▸ WHAT IS NEEDED
Please output the entries below exactly as they are.

*** MATERIAL SUPPLIED Section Begins ***

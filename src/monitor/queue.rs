//! # Queue & Backlog Monitor

use std::collections::BTreeMap;
use std::sync::Arc;

use chrono::{DateTime, Utc};
use serde::Serialize;
use tracing::warn;

use crate::broker::Broker;
use crate::models::JobKind;
use crate::repositories::JobStore;

use super::MonitorStatus;

/// Where a queue depth figure came from.
#[derive(Debug, Clone, Copy, PartialEq, Eq, Serialize)]
#[serde(rename_all = "snake_case")]
pub enum DepthSource {
    /// Tasks waiting on or claimed from the broker queue
    Broker,
    /// Running jobs recorded in the job store; used when the broker is unreachable
    Store,
    /// Neither source answered
    Unknown,
}

impl DepthSource {
    pub fn as_str(&self) -> &'static str {
        match self {
            DepthSource::Broker => "broker",
            DepthSource::Store => "store",
            DepthSource::Unknown => "unknown",
        }
    }
}

#[derive(Debug, Clone, PartialEq, Serialize)]
pub struct QueueDepth {
    pub queue: String,
    pub depth: u64,
    pub source: DepthSource,
}

/// Snapshot of outstanding work. Consumers must tolerate staleness.
#[derive(Debug, Clone, PartialEq, Serialize)]
pub struct Backlog {
    /// Pending jobs, paused ones included
    pub total_pending: u64,
    pub total_running: u64,
    pub total_scheduled: u64,
    /// Pending jobs keyed by priority
    pub by_priority: BTreeMap<i16, u64>,
    pub per_queue_depth: BTreeMap<String, u64>,
    pub status: MonitorStatus,
    #[serde(skip_serializing_if = "Option::is_none")]
    pub detail: Option<String>,
    pub observed_at: DateTime<Utc>,
}

impl Backlog {
    /// Sum of every queue's depth.
    pub fn total_queue_depth(&self) -> u64 {
        self.per_queue_depth.values().sum()
    }
}

#[derive(Clone)]
pub struct QueueMonitor {
    jobs: Arc<dyn JobStore>,
    broker: Arc<dyn Broker>,
    queues: Vec<String>,
}

impl QueueMonitor {
    pub fn new(jobs: Arc<dyn JobStore>, broker: Arc<dyn Broker>) -> Self {
        Self {
            jobs,
            broker,
            queues: JobKind::queues().into_iter().map(str::to_string).collect(),
        }
    }

    /// Overrides the queues reported in `per_queue_depth`.
    pub fn with_queues<I, S>(mut self, queues: I) -> Self
    where
        I: IntoIterator<Item = S>,
        S: Into<String>,
    {
        self.queues = queues.into_iter().map(Into::into).collect();
        self
    }

    /// Tasks waiting on or claimed from `queue`.
    pub async fn queue_depth(&self, queue: &str) -> QueueDepth {
        match self.broker.queue_length(queue).await {
            Ok(depth) => QueueDepth {
                queue: queue.to_string(),
                depth,
                source: DepthSource::Broker,
            },
            Err(err) => {
                warn!(queue, error = %err, "broker queue length unavailable; using job store");
                match self.jobs.running_in_queue(queue).await {
                    Ok(depth) => QueueDepth {
                        queue: queue.to_string(),
                        depth,
                        source: DepthSource::Store,
                    },
                    Err(err) => {
                        warn!(queue, error = %err, "job store queue count unavailable");
                        QueueDepth {
                            queue: queue.to_string(),
                            depth: 0,
                            source: DepthSource::Unknown,
                        }
                    }
                }
            }
        }
    }

    /// Current backlog. Never fails; observation problems degrade `status`.
    pub async fn backlog(&self) -> Backlog {
        let mut status = MonitorStatus::Ok;
        let mut detail = Vec::new();

        let counts = match self.jobs.counts().await {
            Ok(counts) => counts,
            Err(err) => {
                warn!(error = %err, "job counts unavailable");
                status = MonitorStatus::Unavailable;
                detail.push(format!("job store: {}", err));
                Default::default()
            }
        };

        let mut per_queue_depth = BTreeMap::new();
        for queue in &self.queues {
            let depth = self.queue_depth(queue).await;
            if depth.source != DepthSource::Broker {
                if status == MonitorStatus::Ok {
                    status = MonitorStatus::Degraded;
                }
                detail.push(format!("queue {} depth from {}", queue, depth.source.as_str()));
            }
            per_queue_depth.insert(depth.queue, depth.depth);
        }

        Backlog {
            total_pending: counts.pending,
            total_running: counts.running,
            total_scheduled: counts.scheduled,
            by_priority: counts.pending_by_priority,
            per_queue_depth,
            status,
            detail: (!detail.is_empty()).then(|| detail.join("; ")),
            observed_at: Utc::now(),
        }
    }
}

*** MATERIAL SUPPLIED Section Ends ***

▸ ANSWER
filename src/monitor/queue.rs
//! # Queue & Backlog Monitor

use std::collections::BTreeMap;
use std::sync::Arc;

use chrono::{DateTime, Utc};
use serde::Serialize;
use tracing::warn;

use crate::broker::Broker;
use crate::models::JobKind;
use crate::repositories::JobStore;

use super::MonitorStatus;

/// Where a queue depth figure came from.
#[derive(Debug, Clone, Copy, PartialEq, Eq, Serialize)]
#[serde(rename_all = "snake_case")]
pub enum DepthSource {
    /// Tasks waiting on or claimed from the broker queue
    Broker,
    /// Running jobs recorded in the job store; used when the broker is unreachable
    Store,
    /// Neither source answered
    Unknown,
}

impl DepthSource {
    pub fn as_str(&self) -> &'static str {
        match self {
            DepthSource::Broker => "broker",
            DepthSource::Store => "store",
            DepthSource::Unknown => "unknown",
        }
    }
}

#[derive(Debug, Clone, PartialEq, Serialize)]
pub struct QueueDepth {
    pub queue: String,
    pub depth: u64,
    pub source: DepthSource,
}

/// Snapshot of outstanding work. Consumers must tolerate staleness.
#[derive(Debug, Clone, PartialEq, Serialize)]
pub struct Backlog {
    /// Pending jobs, paused ones included
    pub total_pending: u64,
    pub total_running: u64,
    pub total_scheduled: u64,
    /// Pending jobs keyed by priority
    pub by_priority: BTreeMap<i16, u64>,
    pub per_queue_depth: BTreeMap<String, u64>,
    pub status: MonitorStatus,
    #[serde(skip_serializing_if = "Option::is_none")]
    pub detail: Option<String>,
    pub observed_at: DateTime<Utc>,
}

impl Backlog {
    /// Sum of every queue's depth.
    pub fn total_queue_depth(&self) -> u64 {
        self.per_queue_depth.values().sum()
    }
}

#[derive(Clone)]
pub struct QueueMonitor {
    jobs: Arc<dyn JobStore>,
    broker: Arc<dyn Broker>,
    queues: Vec<String>,
}

impl QueueMonitor {
    pub fn new(jobs: Arc<dyn JobStore>, broker: Arc<dyn Broker>) -> Self {
        Self {
            jobs,
            broker,
            queues: JobKind::queues().into_iter().map(str::to_string).collect(),
        }
    }

    /// Overrides the queues reported in `per_queue_depth`.
    pub fn with_queues<I, S>(mut self, queues: I) -> Self
    where
        I: IntoIterator<Item = S>,
        S: Into<String>,
    {
        self.queues = queues.into_iter().map(Into::into).collect();
        self
    }

    /// Tasks waiting on or claimed from `queue`.
    pub async fn queue_depth(&self, queue: &str) -> QueueDepth {
        match self.broker.queue_length(queue).await {
            Ok(depth) => QueueDepth {
                queue: queue.to_string(),
                depth,
                source: DepthSource::Broker,
            },
            Err(err) => {
                warn!(queue, error = %err, "broker queue length unavailable; using job store");
                match self.jobs.running_in_queue(queue).await {
                    Ok(depth) => QueueDepth {
                        queue: queue.to_string(),
                        depth,
                        source: DepthSource::Store,
                    },
                    Err(err) => {
                        warn!(queue, error = %err, "job store queue count unavailable");
                        QueueDepth {
                            queue: queue.to_string(),
                            depth: 0,
                            source: DepthSource::Unknown,
                        }
                    }
                }
            }
        }
    }

    /// Current backlog. Never fails; observation problems degrade `status`.
    pub async fn backlog(&self) -> Backlog {
        let mut status = MonitorStatus::Ok;
        let mut detail = Vec::new();

        let counts = match self.jobs.counts().await {
            Ok(counts) => counts,
            Err(err) => {
                warn!(error = %err, "job counts unavailable");
                status = MonitorStatus::Unavailable;
                detail.push(format!("job store: {}", err));
                Default::default()
            }
        };

        let mut per_queue_depth = BTreeMap::new();
        for queue in &self.queues {
            let depth = self.queue_depth(queue).await;
            if depth.source != DepthSource::Broker {
                if status == MonitorStatus::Ok {
                    status = MonitorStatus::Degraded;
                }
                detail.push(format!("queue {} depth from {}", queue, depth.source.as_str()));
            }
            per_queue_depth.insert(depth.queue, depth.depth);
        }

        Backlog {
            total_pending: counts.pending,
            total_running: counts.running,
            total_scheduled: counts.scheduled,
            by_priority: counts.pending_by_priority,
            per_queue_depth,
            status,
            detail: (!detail.is_empty()).then(|| detail.join("; ")),
            observed_at: Utc::now(),
        }
    }
}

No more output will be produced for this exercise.